*** Block opens ***
#[cfg(test)]
mod tests {
    use super::*;
    use crate::block::{Block, Hash, HASH_SIZE, POS_UNALLOCATED};
    use crate::entry::FileEntry;
    use smallvec::smallvec;

    const BS: u64 = 1024;

    fn hash(b: u8) -> Hash {
        [b; HASH_SIZE]
    }

    fn loaded_file(sub: &str, inode: u64, blocks: Vec<(u32, BlockState, Hash)>) -> FileEntry {
        let mut f = FileEntry::new(BS, sub.into(), blocks.len() as u64 * BS, 1000, 0, inode);
        f.blocks = blocks
            .into_iter()
            .map(|(pos, state, h)| Block::new(pos, state, h))
            .collect();
        f
    }

    #[test]
    fn load_claims_slots() {
        let mut d = Disk::new("d1", "/tmp/x");
        let id = d
            .load_file(loaded_file("a", 100, vec![(0, BlockState::Blk, hash(1))]))
            .unwrap();
        assert_eq!(d.slot(0), Slot::Live { file: id, block: 0 });
        assert_eq!(d.find_file_by_path(Path::new("a")), Some(id));
        assert_eq!(d.find_file_by_inode(100), Some(id));
        d.check_slots().unwrap();
    }

    #[test]
    fn load_rejects_double_claim() {
        let mut d = Disk::new("d1", "/tmp/x");
        d.load_file(loaded_file("a", 100, vec![(0, BlockState::Blk, hash(1))]))
            .unwrap();
        let err = d
            .load_file(loaded_file("b", 101, vec![(0, BlockState::Blk, hash(2))]))
            .unwrap_err();
        assert!(matches!(err, ScanError::Inconsistency(_)));
    }

    #[test]
    fn remove_blk_keeps_hash() {
        let mut d = Disk::new("d1", "/tmp/x");
        let id = d
            .load_file(loaded_file("a", 100, vec![(0, BlockState::Blk, hash(7))]))
            .unwrap();
        d.remove_file(id).unwrap();
        let Slot::Tomb(tid) = d.slot(0) else {
            panic!("slot 0 not tombstoned");
        };
        assert_eq!(d.tomb(tid).unwrap().block.hash, hash(7));
        assert!(d.find_file_by_path(Path::new("a")).is_none());
        assert!(d.find_file_by_inode(100).is_none());
        d.check_slots().unwrap();
    }

    #[test]
    fn remove_chg_and_new_zero_hash() {
        for state in [BlockState::Chg, BlockState::New] {
            let mut d = Disk::new("d1", "/tmp/x");
            let id = d
                .load_file(loaded_file("a", 100, vec![(0, state, hash(7))]))
                .unwrap();
            d.remove_file(id).unwrap();
            let Slot::Tomb(tid) = d.slot(0) else {
                panic!("slot 0 not tombstoned");
            };
            assert_eq!(d.tomb(tid).unwrap().block.hash, ZERO_HASH);
        }
    }

    #[test]
    fn remove_lowers_first_free_hint() {
        let mut d = Disk::new("d1", "/tmp/x");
        let id = d
            .load_file(loaded_file("a", 100, vec![(3, BlockState::Blk, hash(1))]))
            .unwrap();
        d.first_free_block = 9;
        d.remove_file(id).unwrap();
        assert_eq!(d.first_free_block, 3);
    }

    #[test]
    fn attach_on_empty_array_uses_new_state() {
        let mut d = Disk::new("d1", "/tmp/x");
        let mut f = FileEntry::new(BS, "a".into(), 2 * BS, 1000, 0, 100);
        f.present = true;
        let id = d.add_file(f);
        d.attach_file_blocks(id).unwrap();
        let f = d.file(id).unwrap();
        assert_eq!(f.blocks[0].parity_pos, 0);
        assert_eq!(f.blocks[1].parity_pos, 1);
        assert!(f.blocks.iter().all(|b| b.state == BlockState::New));
        assert_eq!(d.first_free_block, 2);
        d.check_slots().unwrap();
    }

    #[test]
    fn attach_over_tombstone_inherits_hash() {
        let mut d = Disk::new("d1", "/tmp/x");
        let old = d
            .load_file(loaded_file("a", 100, vec![(0, BlockState::Blk, hash(9))]))
            .unwrap();
        d.remove_file(old).unwrap();
        assert_eq!(d.tomb_count(), 1);

        let id = d.add_file(FileEntry::new(BS, "b".into(), BS, 2000, 0, 101));
        d.attach_file_blocks(id).unwrap();
        let f = d.file(id).unwrap();
        assert_eq!(f.blocks[0].parity_pos, 0);
        assert_eq!(f.blocks[0].state, BlockState::Chg);
        assert_eq!(f.blocks[0].hash, hash(9));
        // tombstone consumed
        assert_eq!(d.tomb_count(), 0);
        d.check_slots().unwrap();
    }

    #[test]
    fn loaded_tombstone_feeds_later_insert() {
        let mut d = Disk::new("d1", "/tmp/x");
        d.load_deleted(0, hash(5)).unwrap();
        d.check_slots().unwrap();

        let id = d.add_file(FileEntry::new(BS, "n".into(), BS, 100, 0, 1));
        d.attach_file_blocks(id).unwrap();
        let f = d.file(id).unwrap();
        assert_eq!(f.blocks[0].state, BlockState::Chg);
        assert_eq!(f.blocks[0].hash, hash(5));
        assert_eq!(d.tomb_count(), 0);
        d.check_slots().unwrap();
    }

    #[test]
    fn attach_skips_live_slots() {
        let mut d = Disk::new("d1", "/tmp/x");
        d.load_file(loaded_file("keep", 100, vec![(1, BlockState::Blk, hash(1))]))
            .unwrap();
        let id = d.add_file(FileEntry::new(BS, "new".into(), 2 * BS, 2000, 0, 101));
        d.attach_file_blocks(id).unwrap();
        let f = d.file(id).unwrap();
        assert_eq!(f.blocks[0].parity_pos, 0);
        assert_eq!(f.blocks[1].parity_pos, 2);
        assert_eq!(d.first_free_block, 3);
        d.check_slots().unwrap();
    }

    #[test]
    fn zero_block_file_leaves_hint_alone() {
        let mut d = Disk::new("d1", "/tmp/x");
        let id = d.add_file(FileEntry::new(BS, "empty".into(), 0, 2000, 0, 101));
        d.attach_file_blocks(id).unwrap();
        assert_eq!(d.first_free_block, 0);
        assert_eq!(d.slot_count(), 0);
    }

    #[test]
    fn two_phase_reuse_preserves_occupied_set() {
        let mut d = Disk::new("d1", "/tmp/x");
        let mut ids = Vec::new();
        for i in 0..5u64 {
            let f = loaded_file(
                &format!("f{i}"),
                100 + i,
                vec![(i as u32, BlockState::Blk, hash(i as u8))],
            );
            ids.push(d.load_file(f).unwrap());
        }
        let occupied_before: Vec<usize> = (0..d.slot_count())
            .filter(|&p| d.slot(p as u32) != Slot::Empty)
            .collect();

        // remove everything, then insert the same number of one-block files
        for id in ids {
            d.remove_file(id).unwrap();
        }
        for i in 0..5u64 {
            let id = d.add_file(FileEntry::new(BS, format!("g{i}").into(), BS, 3000, 0, 200 + i));
            d.attach_file_blocks(id).unwrap();
        }

        let occupied_after: Vec<usize> = (0..d.slot_count())
            .filter(|&p| d.slot(p as u32) != Slot::Empty)
            .collect();
        assert_eq!(occupied_before, occupied_after);
        assert_eq!(d.tomb_count(), 0);
        d.check_slots().unwrap();
    }

    #[test]
    fn remove_rejects_deleted_state() {
        let mut d = Disk::new("d1", "/tmp/x");
        let mut f = FileEntry::new(BS, "a".into(), BS, 1000, 0, 100);
        f.blocks = smallvec![Block::new(POS_UNALLOCATED, BlockState::Deleted, hash(1))];
        let id = d.files.insert(f);
        let err = d.remove_file(id).unwrap_err();
        assert!(matches!(err, ScanError::Inconsistency(_)));
    }

    #[test]
    fn compact_drops_stale_list_entries() {
        let mut d = Disk::new("d1", "/tmp/x");
        let a = d
            .load_file(loaded_file("a", 100, vec![(0, BlockState::Blk, hash(1))]))
            .unwrap();
        d.load_file(loaded_file("b", 101, vec![(1, BlockState::Blk, hash(2))]))
            .unwrap();
        d.remove_file(a).unwrap();
        assert_eq!(d.file_ids().len(), 2);
        d.compact_lists();
        assert_eq!(d.file_ids().len(), 1);
    }
}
*** Block closes ***
> Exercise
I need the number of lines in the entries that include "tombstoned"; please give that number and nothing else.

> Exercise output
2